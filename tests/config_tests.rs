use harvester::{HarvestConfig, HarvestError, PlanningMode, Point, SelectionStrategy};

#[test]
fn defaults_are_valid_and_match_the_field() {
    let config = HarvestConfig::default();
    assert!(config.validate().is_ok());
    assert_eq!(config.planner.cluster_radius, 1.5);
    assert_eq!(config.planner.distance_bias, 0.5);
    assert_eq!(config.planner.interpolation_density, 20);
    assert_eq!(config.planner.capture_half_width, config.field.capture_half_width());
}

#[test]
fn shipped_config_parses() {
    let config = HarvestConfig::from_yaml_str(include_str!("../config/harvest.yaml")).unwrap();
    assert_eq!(config.planner.selection, SelectionStrategy::BestScore);
    assert_eq!(config.planner.max_two_opt_sweeps, None);
    assert_eq!(config.session.mode, PlanningMode::LocalCluster);
    assert_eq!(config.session.start_position, Some(Point::new(1.0, 4.05)));
}

#[test]
fn partial_yaml_falls_back_to_defaults() {
    let yaml = "planner:\n  cluster_radius: 2.0\n  selection: nearest\nsession:\n  mode: full_sweep\n";
    let config = HarvestConfig::from_yaml_str(yaml).unwrap();
    assert_eq!(config.planner.cluster_radius, 2.0);
    assert_eq!(config.planner.selection, SelectionStrategy::Nearest);
    assert_eq!(config.planner.distance_bias, 0.5);
    assert_eq!(config.session.mode, PlanningMode::FullSweep);
    assert_eq!(config.field, HarvestConfig::default().field);
}

#[test]
fn invalid_values_are_rejected_at_load() {
    let err = HarvestConfig::from_yaml_str("planner:\n  distance_bias: 0.0\n").unwrap_err();
    assert!(matches!(err, HarvestError::InvalidParameter(_)));

    let err = HarvestConfig::from_yaml_str("planner:\n  interpolation_density: 0\n").unwrap_err();
    assert!(matches!(err, HarvestError::InvalidParameter(_)));
}

#[test]
fn malformed_yaml_is_a_config_error() {
    let err = HarvestConfig::from_yaml_str("planner: [not, a, map]").unwrap_err();
    assert!(matches!(err, HarvestError::ConfigError(_)));
    assert!(err.to_string().starts_with("Configuration error"));
}

#[test]
fn missing_file_is_a_config_error() {
    let err = HarvestConfig::from_yaml_file("does/not/exist.yaml").unwrap_err();
    assert!(matches!(err, HarvestError::ConfigError(_)));
}

#[test]
fn pruning_width_must_match_the_intake() {
    let err = HarvestConfig::from_yaml_str("planner:\n  capture_half_width: 1.0\n").unwrap_err();
    assert!(matches!(err, HarvestError::InvalidParameter(_)));

    let yaml = "planner:\n  capture_half_width: 0.6\nfield:\n  intake_width: 1.2\n";
    let config = HarvestConfig::from_yaml_str(yaml).unwrap();
    assert_eq!(config.planner.capture_half_width, config.field.capture_half_width());
}

#[test]
fn nan_collection_margin_is_rejected() {
    let err = HarvestConfig::from_yaml_str("session:\n  collection_margin: .nan\n").unwrap_err();
    assert!(matches!(err, HarvestError::InvalidParameter(_)));
}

•••••

Make a copy of each line in the records above that has the word "HarvestConfig".

use harvester::{HarvestConfig, HarvestError, PlanningMode, Point, SelectionStrategy};
    let config = HarvestConfig::default();
    let config = HarvestConfig::from_yaml_str(include_str!("../config/harvest.yaml")).unwrap();
    let config = HarvestConfig::from_yaml_str(yaml).unwrap();
    assert_eq!(config.field, HarvestConfig::default().field);
    let err = HarvestConfig::from_yaml_str("planner:\n  distance_bias: 0.0\n").unwrap_err();
    let err = HarvestConfig::from_yaml_str("planner:\n  interpolation_density: 0\n").unwrap_err();
    let err = HarvestConfig::from_yaml_str("planner: [not, a, map]").unwrap_err();
    let err = HarvestConfig::from_yaml_file("does/not/exist.yaml").unwrap_err();
    let err = HarvestConfig::from_yaml_str("planner:\n  capture_half_width: 1.0\n").unwrap_err();
    let config = HarvestConfig::from_yaml_str(yaml).unwrap();
    let err = HarvestConfig::from_yaml_str("session:\n  collection_margin: .nan\n").unwrap_err();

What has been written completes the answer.